First, white Democrats abandoned Sharpton. Now,
is even the leftist Village Voice backing away
from Reverend Al?
------- BY ALBERT LEE
The Rev. Al Sharpton is at the center of yet another
media storm.
The controversial black activist, most recently credited for the
white flight of voters to Mark Green during the racially divisive New York Democratic
mayoral primary, has become such a source of tension in The Village Voice's
newsroom that it has led to the resignation of one of the paper's firebrand
investigative reporters.
Peter Noel quit the paper in a huff last week because, he claims,
the alternative weekly wants to stop covering Sharpton and is tired of serving
as his platform.
"After the mayoral election, Don Forst [the Voice's
editor-in-chief] asked me to lay off covering Al Sharpton. I was stunned,"
Noel told mediabistro.com. "Sharpton dominated [my coverage of the mayoral
race] pretty much, and they didn't want to give him that voice anymore."
Noel, the only black news reporter at the paper, says the Voice
wants to shift its focus in how it covers the African-American community. Forst
wanted him to focus only on hip-hop stories, such as his coverage of the Sean
"Puffy" Combs trial earlier this year. "I said, 'That's the last
straw.'"
The rift is clearly a difficult one. Noel, who broke the story
of Abner Louima's infamous (and false) claim that policemen said "It's
Giuliani time" before brutalizing him, has covered race, crime, and black
politics for the Voice for ten years. When he left the paper in 1995
for two years, it was Forst who persuaded Noel to come back. "I love him
dearly. We have a father-son relationship. All of a sudden, his politics and
my politics started crashing. This year was the most difficult time I had with
him.
"The New York Post [in a Page Six item] said that
I left because of [ideological differences over] Mark Green," he continues,
referring to the Voice's political endorsement of Green. "That wasn't
true. That wasn't the issue. I argued strenuously against Mark Green, and [Forst]
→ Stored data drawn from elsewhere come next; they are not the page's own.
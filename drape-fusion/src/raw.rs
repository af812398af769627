//! Signals as they arrive from external collaborators, before enum
//! resolution.

use drape_core::{
    CalendarEvent, MoodState, UnknownInputPolicy, WeatherCondition, WeatherSnapshot,
};
use log::warn;
use serde::{Deserialize, Serialize};

use crate::FusionError;

/// Weather readings with the condition still a provider string.
#[derive(Debug, Clone, PartialEq, Serialize, Deserialize)]
pub struct RawWeather {
    /// Air temperature in Kelvin.
    pub temperature_kelvin: f64,
    /// Relative humidity as a percentage.
    pub humidity: f64,
    /// Provider condition name, e.g. `"Rain"`.
    pub conditions: String,
    /// UV index.
    pub uv_index: f64,
}

impl RawWeather {
    /// Resolve the condition and validate the readings.
    ///
    /// # Errors
    /// Returns [`FusionError::UnknownCondition`] under
    /// [`UnknownInputPolicy::Reject`] and [`FusionError::InvalidWeather`] for
    /// impossible readings.
    pub fn resolve(&self, policy: UnknownInputPolicy) -> Result<WeatherSnapshot, FusionError> {
        if policy == UnknownInputPolicy::Fallback
            && let Err(err) = self.conditions.parse::<WeatherCondition>()
        {
            warn!("{err}; treating conditions as clear");
        }
        let conditions = WeatherCondition::resolve(&self.conditions, policy)?;
        Ok(WeatherSnapshot::new(
            self.temperature_kelvin,
            self.humidity,
            conditions,
            self.uv_index,
        )?)
    }
}

/// The complete, unresolved input of one fusion request.
#[derive(Debug, Clone, PartialEq, Serialize, Deserialize)]
pub struct RawSignals {
    /// Stress index in `0.0..=100.0`.
    pub stress_index: f64,
    /// Current weather.
    pub weather: RawWeather,
    /// Upcoming events; may be empty.
    #[serde(default)]
    pub events: Vec<CalendarEvent>,
    /// Self-reported mood as typed by the user.
    pub mood: String,
}

/// Resolve a raw mood string, logging when the fallback is used.
///
/// # Errors
/// Returns [`FusionError::UnknownMood`] under
/// [`UnknownInputPolicy::Reject`].
pub fn resolve_mood(raw: &str, policy: UnknownInputPolicy) -> Result<MoodState, FusionError> {
    if policy == UnknownInputPolicy::Fallback
        && let Err(err) = raw.parse::<MoodState>()
    {
        warn!("{err}; treating mood as neutral");
    }
    Ok(MoodState::resolve(raw, policy)?)
}
//! Ordered recommendations.

use std::num::NonZeroUsize;

use crate::{ClothingItem, StyleVector};

/// A catalog item paired with its compatibility score.
#[derive(Debug, Clone, PartialEq)]
#[cfg_attr(feature = "serde", derive(serde::Serialize, serde::Deserialize))]
pub struct RankedItem {
    /// The recommended item.
    pub item: ClothingItem,
    /// Compatibility with the style target; higher is better.
    pub score: f64,
}

/// Order a catalog against a style target.
///
/// Implementations must return at most `k` entries, sorted by descending
/// score, with ties kept in catalog order. An empty catalog yields an empty
/// result. Rankers must be `Send + Sync` so independent requests can run on
/// separate threads.
///
/// # Examples
/// ```rust
/// use std::num::NonZeroUsize;
/// use drape_core::{ClothingItem, RankedItem, Ranker, StyleVector};
///
/// struct CatalogOrder;
///
/// impl Ranker for CatalogOrder {
///     fn rank(
///         &self,
///         catalog: &[ClothingItem],
///         _target: &StyleVector,
///         k: NonZeroUsize,
///     ) -> Vec<RankedItem> {
///         catalog
///             .iter()
///             .take(k.get())
///             .map(|item| RankedItem { item: item.clone(), score: 0.0 })
///             .collect()
///     }
/// }
///
/// let ranked = CatalogOrder.rank(&[], &StyleVector::default(), NonZeroUsize::MIN);
/// assert!(ranked.is_empty());
/// ```
pub trait Ranker: Send + Sync {
    /// Return the top `k` items for `target`.
    fn rank(
        &self,
        catalog: &[ClothingItem],
        target: &StyleVector,
        k: NonZeroUsize,
    ) -> Vec<RankedItem>;
}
allowed me to do a piece in which I actually went off on Mark Green, calling
him a phony white liberal."
Forst denies the Voice has had a problem with Noel's coverage
of Sharpton, or that Sharpton was the reason for Noel's departure. "That's
quite incorrect. He left because we had an argument over a story I wanted done
in a particular way." According to Forst, Noel grew angry because he demanded
attribution for some of the quoted but unnamed sources in Noel's last
story for the paper, a piece on hip hop mogul Russell Simmons' cozying up
to New York gubernatorial candidate Andrew Cuomo, which appears in the December
5-11 edition.
As to the dearth of black reporters in the Voice newsroom,
Forst says, "There are plans to hire talented people white, black,
or striped. The black community will be covered by this paper, as it always
has been."
Noel, for his part, says he is currently working on several magazine
articles and will continue cohosting "The Week in Review," a black-issues
talk show, on New York's Kiss FM 98.7.
Sharpton could not be immediately reached for comment.
Albert Lee is the editor of mediabistro.com. Email him at albert@mediabistro.com.
Disclosure: He once interned at The Village Voice, and has written for its dance
page.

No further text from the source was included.